Jeden Samstag haben wir drei Platten für euch – zumeist drei Tipps, mindestens aber drei Meinungen. Nicht immer neu, doch immer die Erwähnung wert. Heute mit: Lanterns on the Lake, Eris Drew und All Times Now Nothing

Lanterns on the Lake Spook the Herd Cover

Lanterns on the Lake – Spook The Herd

Ji-Hun: „Spook the Herd“ ist das vierte Studio-Album der englischen Band Lanterns on the Lake aus Newcastle. Die fünfköpfige Band bestehend aus Hazel Wilde, Paul Gregory, Oliver Ketteringham, Bob Allan und Angela Chan hat seit dem Debüt „Gracious Tide, Take Me Home“ von 2011 eine erstaunliche Entwicklung absolviert. Anfangs noch verhallt-verhalten, dezent, dream-poppig und Lo-Fi, wirkt „Spook The Herd“ kräftig, stolz und souverän. Es gibt ja immer wieder diesen Sweet Spot zwischen Indie- und großem Pop-Album, der aber nur selten und treffsicher gelandet wird. The National haben das eine Zeit lang sehr gut hinbekommen. Auch Coldplay zu ihren Anfangstagen. Zuletzt waren Big Thief so eine Erleuchtung. „Spook the Herd“ würde ich in diese Kategorie mit aufnehmen wollen. Ein zurückhaltendes und zugleich schönes Meisterwerk.

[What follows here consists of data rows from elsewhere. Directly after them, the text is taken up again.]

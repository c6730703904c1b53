pub mod runner;

pub use runner::GameRunner;

/// Generate all `#[wasm_bindgen]` exports for a game.
///
/// Generates:
/// - `thread_local!` storage for the GameRunner
/// - `with_runner()` helper function
/// - All wasm-bindgen exports (init, tick, input, asset callbacks, data accessors)
///
/// # Usage
///
/// ```ignore
/// use wasm_bindgen::prelude::*;
/// use cosmo_engine::*;
///
/// mod game;
/// use game::MyGame;
///
/// cosmo_web::export_game!(MyGame, "my-game");
/// ```
///
/// # Arguments
///
/// - `$game_type`: The game struct type that implements `cosmo_engine::Game`
/// - `$game_name`: A string literal used in the initialization log message
#[macro_export]
macro_rules! export_game {
    ($game_type:ty, $game_name:literal) => {
        use std::cell::RefCell;

        thread_local! {
            static RUNNER: RefCell<Option<$crate::GameRunner<$game_type>>> = RefCell::new(None);
        }

        fn with_runner<R>(f: impl FnOnce(&mut $crate::GameRunner<$game_type>) -> R) -> R {
            RUNNER.with(|cell| {
                let mut borrow = cell.borrow_mut();
                let runner = borrow.as_mut().expect("Game not initialized. Call game_init() first.");
                f(runner)
            })
        }

        #[wasm_bindgen]
        pub fn game_init() {
            console_error_panic_hook::set_once();
            let _ = console_log::init_with_level(log::Level::Info);

            let game = <$game_type>::new();
            let runner = $crate::GameRunner::new(game);

            RUNNER.with(|cell| {
                *cell.borrow_mut() = Some(runner);
            });

            with_runner(|r| r.init());
            log::info!("{}: initialized", $game_name);
        }

        #[wasm_bindgen]
        pub fn game_tick(dt: f32) {
            with_runner(|r| r.tick(dt));
        }

        #[wasm_bindgen]
        pub fn game_resize(width: f32, height: f32) {
            with_runner(|r| r.resize(width, height));
        }

        // ---- Input ----

        #[wasm_bindgen]
        pub fn game_pointer_down(x: f32, y: f32) {
            with_runner(|r| r.push_input(InputEvent::PointerDown { x, y }));
        }

        #[wasm_bindgen]
        pub fn game_pointer_up(x: f32, y: f32) {
            with_runner(|r| r.push_input(InputEvent::PointerUp { x, y }));
        }

        #[wasm_bindgen]
        pub fn game_pointer_move(x: f32, y: f32) {
            with_runner(|r| r.push_input(InputEvent::PointerMove { x, y }));
        }

        #[wasm_bindgen]
        pub fn game_wheel(delta: f32) {
            with_runner(|r| r.push_input(InputEvent::Wheel { delta }));
        }

        #[wasm_bindgen]
        pub fn game_key_down(key_code: u32) {
            with_runner(|r| r.push_input(InputEvent::KeyDown { key_code }));
        }

        #[wasm_bindgen]
        pub fn game_key_up(key_code: u32) {
            with_runner(|r| r.push_input(InputEvent::KeyUp { key_code }));
        }

        #[wasm_bindgen]
        pub fn game_custom_event(kind: u32, a: f32, b: f32, c: f32) {
            with_runner(|r| r.push_input(InputEvent::Custom { kind, a, b, c }));
        }

        #[wasm_bindgen]
        pub fn game_text(kind: u32, text: &str) {
            with_runner(|r| r.push_input(InputEvent::Text { kind, text: text.to_string() }));
        }

        // ---- Assets ----

        #[wasm_bindgen]
        pub fn game_load_manifest(json: &str) {
            with_runner(|r| r.load_manifest(json));
        }

        #[wasm_bindgen]
        pub fn game_texture_requests() -> String {
            with_runner(|r| r.texture_requests_json())
        }

        #[wasm_bindgen]
        pub fn game_texture_loaded(key: &str) -> f32 {
            with_runner(|r| r.texture_loaded(key))
        }

        #[wasm_bindgen]
        pub fn game_texture_failed(key: &str) -> String {
            with_runner(|r| r.texture_failed(key))
        }

        #[wasm_bindgen]
        pub fn get_placeholder_pixels(key: &str) -> Vec<u8> {
            with_runner(|r| r.placeholder_pixels(key))
        }

        #[wasm_bindgen]
        pub fn get_texture_offsets_ptr() -> *const f32 {
            with_runner(|r| r.texture_offsets_ptr())
        }

        #[wasm_bindgen]
        pub fn get_texture_offsets_len() -> u32 {
            with_runner(|r| r.texture_offsets_len())
        }

        #[wasm_bindgen]
        pub fn get_texture_epoch() -> u32 {
            with_runner(|r| r.texture_epoch())
        }

        // ---- UI ----

        #[wasm_bindgen]
        pub fn get_ui_messages() -> String {
            with_runner(|r| r.ui_messages_json())
        }

        // ---- Data accessors ----

        #[wasm_bindgen]
        pub fn get_instances_ptr() -> *const f32 {
            with_runner(|r| r.instances_ptr())
        }

        #[wasm_bindgen]
        pub fn get_instance_count() -> u32 {
            with_runner(|r| r.instance_count())
        }

        #[wasm_bindgen]
        pub fn get_blend_split() -> u32 {
            with_runner(|r| r.blend_split())
        }

        #[wasm_bindgen]
        pub fn get_camera_ptr() -> *const f32 {
            with_runner(|r| r.camera_ptr())
        }

        #[wasm_bindgen]
        pub fn get_game_events_ptr() -> *const f32 {
            with_runner(|r| r.game_events_ptr())
        }

        #[wasm_bindgen]
        pub fn get_game_events_len() -> u32 {
            with_runner(|r| r.game_events_len())
        }

        #[wasm_bindgen]
        pub fn get_frame_counter() -> u32 {
            with_runner(|r| r.frame_counter())
        }

        #[wasm_bindgen]
        pub fn get_viewport_width() -> f32 {
            with_runner(|r| r.viewport_width())
        }

        #[wasm_bindgen]
        pub fn get_viewport_height() -> f32 {
            with_runner(|r| r.viewport_height())
        }

        // ---- Geometry ----

        #[wasm_bindgen]
        pub fn get_geometry_descriptors() -> String {
            with_runner(|r| r.geometry_descriptors_json())
        }

        #[wasm_bindgen]
        pub fn get_geometry_vertices_ptr(id: u32) -> *const f32 {
            with_runner(|r| r.geometry_vertices_ptr(id))
        }

        #[wasm_bindgen]
        pub fn get_geometry_vertices_len(id: u32) -> u32 {
            with_runner(|r| r.geometry_vertices_len(id))
        }

        #[wasm_bindgen]
        pub fn get_geometry_indices_ptr(id: u32) -> *const u32 {
            with_runner(|r| r.geometry_indices_ptr(id))
        }

        #[wasm_bindgen]
        pub fn get_geometry_indices_len(id: u32) -> u32 {
            with_runner(|r| r.geometry_indices_len(id))
        }

        // ---- Post-processing ----

        #[wasm_bindgen]
        pub fn get_bloom_enabled() -> bool {
            with_runner(|r| r.bloom_enabled())
        }

        #[wasm_bindgen]
        pub fn get_bloom_strength() -> f32 {
            with_runner(|r| r.bloom_strength())
        }

        #[wasm_bindgen]
        pub fn get_bloom_radius() -> f32 {
            with_runner(|r| r.bloom_radius())
        }

        #[wasm_bindgen]
        pub fn get_bloom_threshold() -> f32 {
            with_runner(|r| r.bloom_threshold())
        }

        // ---- Capacity accessors ----

        #[wasm_bindgen]
        pub fn get_max_instances() -> u32 {
            with_runner(|r| r.max_instances())
        }

        #[wasm_bindgen]
        pub fn get_max_guide_vertices() -> u32 {
            with_runner(|r| r.max_guide_vertices())
        }

        #[wasm_bindgen]
        pub fn get_max_events() -> u32 {
            with_runner(|r| r.max_events())
        }

        #[wasm_bindgen]
        pub fn get_buffer_total_floats() -> u32 {
            with_runner(|r| r.buffer_total_floats())
        }
    };

    // Variant with vectors feature
    ($game_type:ty, $game_name:literal, vectors) => {
        $crate::export_game!($game_type, $game_name);

        // ---- Orbit guide accessors (only when vectors feature is enabled) ----

        #[wasm_bindgen]
        pub fn get_guide_vertices_ptr() -> *const f32 {
            with_runner(|r| r.guide_vertices_ptr())
        }

        #[wasm_bindgen]
        pub fn get_guide_vertex_count() -> u32 {
            with_runner(|r| r.guide_vertex_count())
        }
    };
}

Eris Drew Fluis of Emotion Walkman Cover

Eris Drew – Fluids of Emotion

Benedikt: Wo Eris Drew ist, ist Octo Octa meist nicht weit. Die beiden haben sich in den letzten Jahren einen Ruf als begnadetstes DJ-Duo bzw. Couple in der Booth erspielt. Was kein Wunder ist. Ihr Esprit ist einzigartig und wenn sie spielen scheint die Innigkeit der beiden auch auf das Publikum überzuspringen. Räumliche wie zwischenmenschliche Distanzen lösen sich auf in jeder Menge Love, Schweiß und Tränen. Vielleicht gelingt das den beiden auch so gut, weil genau jene, nur in diesem Dancefloor-Kontext realwerdende Art der kollektiven Unbefangenheit eine so große Rolle für die Identitäts- und Zusammenfindung der beiden gespielt hat. Während Octo Octa letztes Jahr bereits ihr drittes Album veröffentlichte, legt Eris Drew nach einer Split EP nun ihre Debüt-EP „Fluids of Emotion“ vor. Drei Tracks, die richtig platziert, jede Tanzfläche zu Tränen rühren dürften – zu „Tears of Joy“ natürlich, wie es der Titeltrack auch konkret ausspricht. In „Transcendental Access Point“ überrascht ein Spoken-Word-Mittelteil, in dem Ethnobotanikerin Kathleen Harris 1975 auf DMT von tanzenden Tönen erzählt. Doch mein persönliches Highlight ist der Platte ist zweifellos die B-Seite „So Much Love to Give“: hölzern und schmächtig die Drum-Patterns, hochtreibend der Synth, raumfüllend die Vocal-Einlage. Es braucht manchmal nur wenig, um ganz viel zu geben. Eine selten tolle Dancefloor-EP, die bereits unzählige Runden gedreht hat und trotzdem noch lange nicht ausgefeiert ist.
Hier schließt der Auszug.